The decision to permit or ban an animal is up to the school principal, who is given guidelines by the school system, Cottongim said. Under those guidelines, a dog could be permitted if it was required for a student "to receive benefit" from a special-education program, if the animal was used as a teaching strategy or it was needed as comfort or treatment after a traumatic event, she said.
"When we're looking at an animal on school property," she said, "we have to consider the needs of all the children and the health and safety of the students and staff. . . . A school is not the same as a restaurant or public place. We're not a public accommodation. All the children have to be there; they can't leave if there's something causing an issue."
Sarah met Satin in November 2001 through a national nonprofit group called Canine Companions for Independence. The organization, founded 30 years ago, has placed about 2,300 trained dogs with disabled people, according to regional program manager Ellen Torop.

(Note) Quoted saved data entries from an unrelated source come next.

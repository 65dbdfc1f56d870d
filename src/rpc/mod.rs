// RPC - JSON-RPC transport to the node (WebSocket for calls and subscriptions, HTTP for probes)
//
// Substrate and Ethereum methods share the node's WebSocket endpoint.

pub mod eth;
pub mod http;
pub mod methods;
pub mod types;
pub mod ws;

use std::time::Duration;

pub use eth::{EthBlock, EthReceipt};
pub use http::HttpClient;
pub use methods::HeadKind;
pub use types::{
    codes, Block, CreatedBlock, Header, Health, JsonRpcError, JsonRpcNotification, JsonRpcRequest,
    JsonRpcResponse, RuntimeVersion, SignedBlock, SubscriptionId,
};
pub use ws::{Subscription, WsClient};

/// RPC errors
#[derive(Debug, thiserror::Error)]
pub enum RpcError {
    #[error("Failed to connect to {url}: {reason}")]
    Connect { url: String, reason: String },

    #[error("Transport error: {0}")]
    Transport(String),

    #[error("Request {method} timed out after {timeout:?}")]
    Timeout { method: String, timeout: Duration },

    #[error("Connection closed")]
    ConnectionClosed,

    #[error("RPC error: {0}")]
    Call(JsonRpcError),

    #[error("Parse error: {0}")]
    Parse(String),

    #[error("Serialization error: {0}")]
    Serialization(#[from] serde_json::Error),
}

impl RpcError {
    /// The node's error payload, when the call itself was rejected
    pub fn call_error(&self) -> Option<&JsonRpcError> {
        match self {
            RpcError::Call(e) => Some(e),
            _ => None,
        }
    }

    /// Errors after which the connection is unusable
    pub fn is_connection_lost(&self) -> bool {
        matches!(self, RpcError::ConnectionClosed | RpcError::Transport(_))
    }
}

pub type RpcResult<T> = Result<T, RpcError>;
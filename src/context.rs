// Context - One test run: its nodes, its connection, its teardown
//
// Teardown order is fixed: close the RPC connection first, then stop nodes.

use crate::client::{ChainConnection, ConnectionManager};
use crate::config::HarnessConfig;
use crate::error::{HarnessError, Result};
use crate::node::{AuthorityRole, NodeProcessHandle, ProcessOrchestrator, StopReport};
use crate::tx::ExtrinsicSubmitter;
use crate::wait::{BlockWaiter, EventWaiter, ReceiptWaiter};
use std::sync::Arc;
use tracing::{info, warn};

pub struct TestContext {
    config: HarnessConfig,
    orchestrator: ProcessOrchestrator,
    connections: ConnectionManager,
    torn_down: bool,
}

impl TestContext {
    /// Purge temporary storage, start `roles` and connect to the first node
    /// (or to `rpc.endpoint` when configured)
    pub async fn start(config: HarnessConfig, roles: &[AuthorityRole]) -> Result<Self> {
        config.validate()?;
        let mut orchestrator = ProcessOrchestrator::new(config.orchestrator_settings());
        let handles = orchestrator.start_nodes(roles).await?;

        let endpoint = match (&config.rpc.endpoint, handles.first()) {
            (Some(endpoint), _) => endpoint.clone(),
            (None, Some(first)) => first.ws_url(),
            (None, None) => return Err(HarnessError::NoEndpoint),
        };

        let mut context = Self {
            connections: ConnectionManager::new(&endpoint, config.connection_settings()),
            config,
            orchestrator,
            torn_down: false,
        };

        if let Err(e) = context.connections.connect().await {
            warn!(error = %e, "Initial connection failed, stopping nodes");
            let _ = context.shutdown().await;
            return Err(e.into());
        }
        Ok(context)
    }

    /// Use an already running node at `rpc.endpoint` (or the bootstrap rpc port)
    pub async fn attach(config: HarnessConfig) -> Result<Self> {
        config.validate()?;
        let endpoint = config.rpc.endpoint.clone().unwrap_or_else(|| {
            format!("ws://127.0.0.1:{}", config.node.ports.rpc_port(AuthorityRole::Alice))
        });

        let context = Self {
            connections: ConnectionManager::new(&endpoint, config.connection_settings()),
            orchestrator: ProcessOrchestrator::new(config.orchestrator_settings()),
            config,
            torn_down: false,
        };
        context.connections.connect().await?;
        Ok(context)
    }

    pub fn config(&self) -> &HarnessConfig {
        &self.config
    }

    pub fn endpoint(&self) -> &str {
        self.connections.endpoint()
    }

    pub fn nodes(&self) -> Vec<NodeProcessHandle> {
        self.orchestrator.handles()
    }

    /// Start more nodes into the running network
    pub async fn start_nodes(&mut self, roles: &[AuthorityRole]) -> Result<Vec<NodeProcessHandle>> {
        Ok(self.orchestrator.start_nodes(roles).await?)
    }

    /// The live connection, reconnecting if it dropped
    pub async fn connection(&self) -> Result<Arc<ChainConnection>> {
        Ok(self.connections.connect().await?)
    }

    pub async fn submitter(&self) -> Result<ExtrinsicSubmitter> {
        Ok(ExtrinsicSubmitter::new(self.connection().await?))
    }

    pub async fn event_waiter(&self) -> Result<EventWaiter> {
        Ok(EventWaiter::new(self.connection().await?, self.config.event_wait_settings()))
    }

    pub async fn block_waiter(&self) -> Result<BlockWaiter> {
        Ok(BlockWaiter::new(self.connection().await?))
    }

    /// Receipt polling at the configured event poll interval
    pub async fn receipt_waiter(&self) -> Result<ReceiptWaiter> {
        let interval = self.config.event_wait_settings().poll_interval;
        Ok(ReceiptWaiter::new(self.connection().await?, interval))
    }

    /// Disconnect, then stop every node and await its exit
    pub async fn teardown(mut self) -> Result<StopReport> {
        self.shutdown().await
    }

    async fn shutdown(&mut self) -> Result<StopReport> {
        self.torn_down = true;
        self.connections.disconnect().await;
        let report = self.orchestrator.stop_all().await?;
        info!(endpoint = %self.connections.endpoint(), "Test context torn down");
        Ok(report)
    }
}

impl Drop for TestContext {
    fn drop(&mut self) {
        if !self.torn_down {
            warn!("TestContext dropped without teardown");
        }
    }
}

Torop said that periodically, one of the group's dogs is denied access to a place but said usually it is a case of a business owner needing to be "educated."
Sarah and her mother spent two weeks at the organization's regional center at the State University of New York in Farmingdale, learning how to take care of a service dog and how to use its skills. At the end of the period, they were matched with Satin, who had been trained since a puppy for the job and knows 50 commands. Satin's sister, Sheba, ended up at a children's hospital in Brooklyn.
When Sarah received her dog, she was in a wheelchair because of her arthritis, but new medication has enabled her to walk on her own. She and Satin quickly formed a tight bond.
"It's funny. She never liked dogs to kiss her. Satin's the only one she allows to lick her face," said Rachel Garvin, 27, a special-education teacher in the Stafford County schools, whose career choice was inspired by her younger sister.
Sarah, who has shiny red hair and laughs a lot, enjoys school, her mother said. Socially, she does well, and she is constantly working on her reading and math skills. She is on swimming and bowling teams for Special Olympics, sings in the school chorus and looks forward to turning 16 in January. She wants a cake with a heart and a princess on it, she said.
She also enjoys showing visitors that she is Satin's mistress. "Satin! Come!" she called out on a recent afternoon at her Stafford home in a clear, peremptory voice, patting her knee three times. The dog hurried to her side and looked up at her expectantly. Melodee Garvin said Sarah is forced to speak in a way that Satin can understand, and "the carry-over into other areas of communication" is encouraging.
Satin had no problems attending Winding Creek and Kate Waller Barrett elementary schools in Stafford County, her mother said. Melodee Garvin would bring Satin to school and stay there during the classes; under the rules of the Canine Companions program, Sarah needs an adult "facilitator," such as her mother, to accompany her and Satin. Garvin said she also was prepared to perform that duty at H.H. Poole.
Advocates for the disabled who have heard of Satin's rejection have advised the family to seek an attorney. But Melodee Garvin is not sure about that.
"We hesitate going to a lawyer, because this is something they should do because it is good," she said. "They shouldn't be compelled to do it."